▶ **TASK DIRECTIONS**: Locate, in the data below, the line that contains "to be first;" and the line that contains "project_path, target, hint)"; reproduce exactly those two lines and every line between them, nothing more.

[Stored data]
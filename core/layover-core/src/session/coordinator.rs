//! First-session election, joining, and last-session detection.
//!
//! The mutex is `create_dir(sessions/<hash>)`: exactly one process succeeds, and it
//! needs no cleanup if it is killed, because a crashed owner leaves behind a lock file
//! whose PID the next scan finds dead.
//!
//! ## First session
//!
//! 1. `create_dir(sessions/<hash>)` succeeds
//! 2. create `pids/` and write our PidLock
//! 3. write `backup.json` (atomic rename)
//!
//! ## Joiner
//!
//! `create_dir` fails with `AlreadyExists`. We write our PidLock, then wait up to
//! `join_wait_ms` for `backup.json`. If it never shows up and no other lock is live,
//! the directory is debris from a first session that died between steps 1 and 3: we
//! remove it and retry as first. If a restore is underway (live `restore.claim`), we
//! back off until the directory is gone and retry.
//!
//! ## Release
//!
//! Remove our PidLock, prune dead ones, and if nobody is left, claim the restore.
//! Only the claimant restores; `finalize` removes the session directory afterwards.

use std::io;
use std::time::{Duration, Instant};

use chrono::Utc;

use crate::config::LayoverConfig;
use crate::error::{io_err, LayoverError, Result};
use crate::fs_util::{path_age, read_json, remove_path, write_json_atomic};
use crate::identity::{new_session_id, ProjectHash};
use crate::process::{probe_pid, process_start_time};
use crate::storage::{ProjectPaths, StorageConfig};

use super::history;
use super::lock::{
    create_lock_dir, prune_dead_locks, read_claim, release_claim, remove_pid_lock, scan_locks,
    try_claim, write_pid_lock, ClaimResult,
};
use super::types::{
    AcquireOutcome, BackupHint, BackupRef, PidLock, ReleaseOutcome, SessionHistoryEntry,
    SessionSnapshot, SessionStatus,
};

const MAX_ACQUIRE_ATTEMPTS: usize = 5;
const POLL_INTERVAL: Duration = Duration::from_millis(25);
/// Upper bound on waiting for another process's restore to finish.
const RESTORE_WAIT: Duration = Duration::from_secs(30);

enum JoinResult {
    Joined(AcquireOutcome),
    Retry,
}

#[derive(Debug, Clone)]
pub struct SessionCoordinator {
    storage: StorageConfig,
    pid: u32,
    join_wait: Duration,
}

impl SessionCoordinator {
    pub fn new(storage: StorageConfig, config: &LayoverConfig) -> Self {
        Self {
            storage,
            pid: std::process::id(),
            join_wait: Duration::from_millis(config.join_wait_ms),
        }
    }

    /// Overrides the PID recorded in lock files and claims.
    pub fn with_pid(mut self, pid: u32) -> Self {
        self.pid = pid;
        self
    }

    pub fn pid(&self) -> u32 {
        self.pid
    }

    pub fn storage(&self) -> &StorageConfig {
        &self.storage
    }

    // ─────────────────────────────────────────────────────────────────────────────
    // Acquire
    // ─────────────────────────────────────────────────────────────────────────────

    /// Registers this process with the project, electing it first if nobody else is.
    ///
    /// `hint` names the snapshot the caller will create if it turns out to be first;
    /// without one, a fresh session id is allocated.
    pub fn acquire(
        &self,
        hash: &ProjectHash,
        project_path: &str,
        target: &str,
        hint: Option<BackupHint>,
    ) -> Result<AcquireOutcome> {
        let paths = self.storage.project_paths(hash);
        fs_err::create_dir_all(self.storage.sessions_dir())
            .map_err(io_err("create sessions directory"))?;

        for attempt in 0..MAX_ACQUIRE_ATTEMPTS {
            match std::fs::create_dir(&paths.session_dir) {
                Ok(()) => {
                    return self
                        .become_first(hash, &paths, project_path, target, hint)
                        .inspect_err(|_| {
                            let _ = remove_path(&paths.session_dir);
                        });
                }
                Err(err) if err.kind() == io::ErrorKind::AlreadyExists => {
                    match self.join(&paths, project_path, target)? {
                        JoinResult::Joined(outcome) => {
                            tracing::debug!(
                                project = %hash,
                                pid = self.pid,
                                has_backup_ref = outcome.backup_ref.is_some(),
                                "Joined existing session"
                            );
                            return Ok(outcome);
                        }
                        JoinResult::Retry => {
                            tracing::debug!(project = %hash, attempt, "Retrying acquire");
                        }
                    }
                }
                Err(err) => {
                    return Err(io_err(format!("create {}", paths.session_dir.display()))(err));
                }
            }
        }

        Err(LayoverError::AcquireContention(hash.to_string()))
    }

    fn own_lock(&self, project_path: &str, target: &str) -> PidLock {
        PidLock {
            pid: self.pid,
            started_at: Utc::now(),
            proc_started: process_start_time(self.pid),
            target: target.to_string(),
            project_path: project_path.to_string(),
        }
    }

    fn become_first(
        &self,
        hash: &ProjectHash,
        paths: &ProjectPaths,
        project_path: &str,
        target: &str,
        hint: Option<BackupHint>,
    ) -> Result<AcquireOutcome> {
        create_lock_dir(&paths.lock_dir)?;
        write_pid_lock(&paths.lock_dir, &self.own_lock(project_path, target))?;

        let hint = hint.unwrap_or_else(|| {
            let session_id = new_session_id();
            BackupHint {
                backup_path: self.storage.snapshot_dir(hash, &session_id),
                session_id,
            }
        });
        let backup_ref = BackupRef {
            session_id: hint.session_id,
            backup_path: hint.backup_path,
            project_path: project_path.to_string(),
            target: target.to_string(),
            created_at: Utc::now(),
            created_by_pid: self.pid,
        };
        write_json_atomic(&paths.backup_ref_file, &backup_ref)?;

        tracing::info!(
            project = %hash,
            session_id = %backup_ref.session_id,
            pid = self.pid,
            "First session for project"
        );
        Ok(AcquireOutcome {
            is_first: true,
            backup_ref: Some(backup_ref),
        })
    }

    fn join(&self, paths: &ProjectPaths, project_path: &str, target: &str) -> Result<JoinResult> {
        let deadline = Instant::now() + self.join_wait;
        let mut lock_written = false;

        loop {
            if let Some(holder) = read_claim(&paths.restore_claim_file) {
                if holder != self.pid && probe_pid(holder).is_alive() {
                    if lock_written {
                        remove_pid_lock(&paths.lock_dir, self.pid)?;
                    }
                    tracing::debug!(holder, "Restore in progress; waiting for it to finish");
                    wait_for_removal(paths, RESTORE_WAIT);
                    return Ok(JoinResult::Retry);
                }
            }

            if !lock_written {
                match write_pid_lock(&paths.lock_dir, &self.own_lock(project_path, target)) {
                    Ok(()) => lock_written = true,
                    Err(err) if err.io_kind() == Some(io::ErrorKind::NotFound) => {
                        if !paths.session_dir.exists() {
                            return Ok(JoinResult::Retry);
                        }
                        // First session has not created pids/ yet.
                    }
                    Err(err) => return Err(err),
                }
            }

            if lock_written {
                if let Some(backup_ref) = read_json::<BackupRef>(&paths.backup_ref_file)? {
                    return Ok(JoinResult::Joined(AcquireOutcome {
                        is_first: false,
                        backup_ref: Some(backup_ref),
                    }));
                }
            }

            if Instant::now() >= deadline {
                break;
            }
            std::thread::sleep(POLL_INTERVAL);
        }

        let (live, _) = prune_dead_locks(&paths.lock_dir);
        let others = live.iter().filter(|&&pid| pid != self.pid).count();
        if others == 0 {
            tracing::warn!(
                session_dir = %paths.session_dir.display(),
                "Session directory has no BackupRef and no live owner; removing"
            );
            remove_path(&paths.session_dir)?;
            return Ok(JoinResult::Retry);
        }

        Ok(JoinResult::Joined(AcquireOutcome {
            is_first: false,
            backup_ref: None,
        }))
    }

    // ─────────────────────────────────────────────────────────────────────────────
    // Release
    // ─────────────────────────────────────────────────────────────────────────────

    /// Detaches this process. `should_restore` is true only for the last live process,
    /// and only after it has won the restore claim.
    pub fn release(&self, hash: &ProjectHash) -> Result<ReleaseOutcome> {
        let paths = self.storage.project_paths(hash);
        remove_pid_lock(&paths.lock_dir, self.pid)?;

        let (live, pruned) = prune_dead_locks(&paths.lock_dir);
        let live_pids: Vec<u32> = live.into_iter().filter(|&pid| pid != self.pid).collect();
        if !pruned.is_empty() {
            tracing::debug!(project = %hash, ?pruned, "Pruned dead session locks");
        }

        let backup_ref = read_json::<BackupRef>(&paths.backup_ref_file)?;
        let should_restore = live_pids.is_empty()
            && backup_ref.is_some()
            && self.claim_restore(hash)? == ClaimResult::Claimed;

        tracing::debug!(
            project = %hash,
            pid = self.pid,
            live = live_pids.len(),
            should_restore,
            "Released session"
        );
        Ok(ReleaseOutcome {
            should_restore,
            backup_ref,
            live_pids,
            pruned_pids: pruned,
        })
    }

    /// Claims the exclusive right to restore this project.
    pub fn claim_restore(&self, hash: &ProjectHash) -> Result<ClaimResult> {
        let paths = self.storage.project_paths(hash);
        try_claim(&paths.restore_claim_file, self.pid)
    }

    /// Gives up a claim after a restore failed, so a later process can retry.
    pub fn abandon_claim(&self, hash: &ProjectHash) -> Result<()> {
        let paths = self.storage.project_paths(hash);
        release_claim(&paths.restore_claim_file, self.pid)?;
        Ok(())
    }

    // ─────────────────────────────────────────────────────────────────────────────
    // Queries
    // ─────────────────────────────────────────────────────────────────────────────

    /// True iff a BackupRef exists and at least one lock belongs to a live PID.
    pub fn is_active(&self, hash: &ProjectHash) -> bool {
        let paths = self.storage.project_paths(hash);
        paths.backup_ref_file.exists()
            && scan_locks(&paths.lock_dir)
                .iter()
                .any(|l| l.liveness.is_alive())
    }

    pub fn read_backup_ref(&self, hash: &ProjectHash) -> Result<Option<BackupRef>> {
        read_json(&self.storage.project_paths(hash).backup_ref_file)
    }

    /// Live PIDs attached to the project, deleting lock files of dead ones.
    pub fn live_pids(&self, hash: &ProjectHash) -> Vec<u32> {
        prune_dead_locks(&self.storage.project_paths(hash).lock_dir).0
    }

    /// Read-only view of a project's session metadata.
    pub fn status(&self, hash: &ProjectHash) -> SessionSnapshot {
        let paths = self.storage.project_paths(hash);
        let backup_ref = read_json(&paths.backup_ref_file).unwrap_or_else(|err| {
            tracing::debug!(project = %hash, error = %err, "Unreadable BackupRef");
            None
        });
        SessionSnapshot {
            backup_ref,
            locks: scan_locks(&paths.lock_dir),
            restore_claimed_by: read_claim(&paths.restore_claim_file),
        }
    }

    /// Age of the session directory, used to spare first sessions mid-acquire.
    pub fn session_dir_age(&self, hash: &ProjectHash) -> Option<chrono::Duration> {
        path_age(&self.storage.project_paths(hash).session_dir)
    }

    // ─────────────────────────────────────────────────────────────────────────────
    // Teardown
    // ─────────────────────────────────────────────────────────────────────────────

    /// Archives the BackupRef with `status` and deletes the session directory.
    /// Call only after the restore has been dealt with.
    pub fn finalize(
        &self,
        hash: &ProjectHash,
        status: SessionStatus,
    ) -> Result<Option<SessionHistoryEntry>> {
        let paths = self.storage.project_paths(hash);
        let entry = match read_json::<BackupRef>(&paths.backup_ref_file)? {
            Some(backup_ref) => Some(history::archive(
                &paths.history_dir,
                backup_ref,
                status,
                self.pid,
            )?),
            None => None,
        };
        remove_path(&paths.session_dir)?;
        tracing::info!(project = %hash, ?status, "Session finalized");
        Ok(entry)
    }

    /// Removes a session directory that carries no BackupRef.
    pub fn remove_stale(&self, hash: &ProjectHash) -> Result<bool> {
        remove_path(&self.storage.project_paths(hash).session_dir)
    }

    pub fn list_history(&self, limit: Option<usize>) -> Vec<SessionHistoryEntry> {
        history::list_history(&self.storage.history_dir(), limit)
    }

    pub fn prune_history(&self, keep: usize) -> Result<usize> {
        history::prune_history(&self.storage.history_dir(), keep)
    }
}

fn wait_for_removal(paths: &ProjectPaths, timeout: Duration) {
    let deadline = Instant::now() + timeout;
    while paths.session_dir.exists() && Instant::now() < deadline {
        std::thread::sleep(POLL_INTERVAL);
    }
}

▶ **RESPONSE AREA**:
    /// `hint` names the snapshot the caller will create if it turns out to be first;
    /// without one, a fresh session id is allocated.
    pub fn acquire(
        &self,
        hash: &ProjectHash,
        project_path: &str,
        target: &str,
        hint: Option<BackupHint>,
    ) -> Result<AcquireOutcome> {
        let paths = self.storage.project_paths(hash);
        fs_err::create_dir_all(self.storage.sessions_dir())
            .map_err(io_err("create sessions directory"))?;

        for attempt in 0..MAX_ACQUIRE_ATTEMPTS {
            match std::fs::create_dir(&paths.session_dir) {
                Ok(()) => {
                    return self
                        .become_first(hash, &paths, project_path, target, hint)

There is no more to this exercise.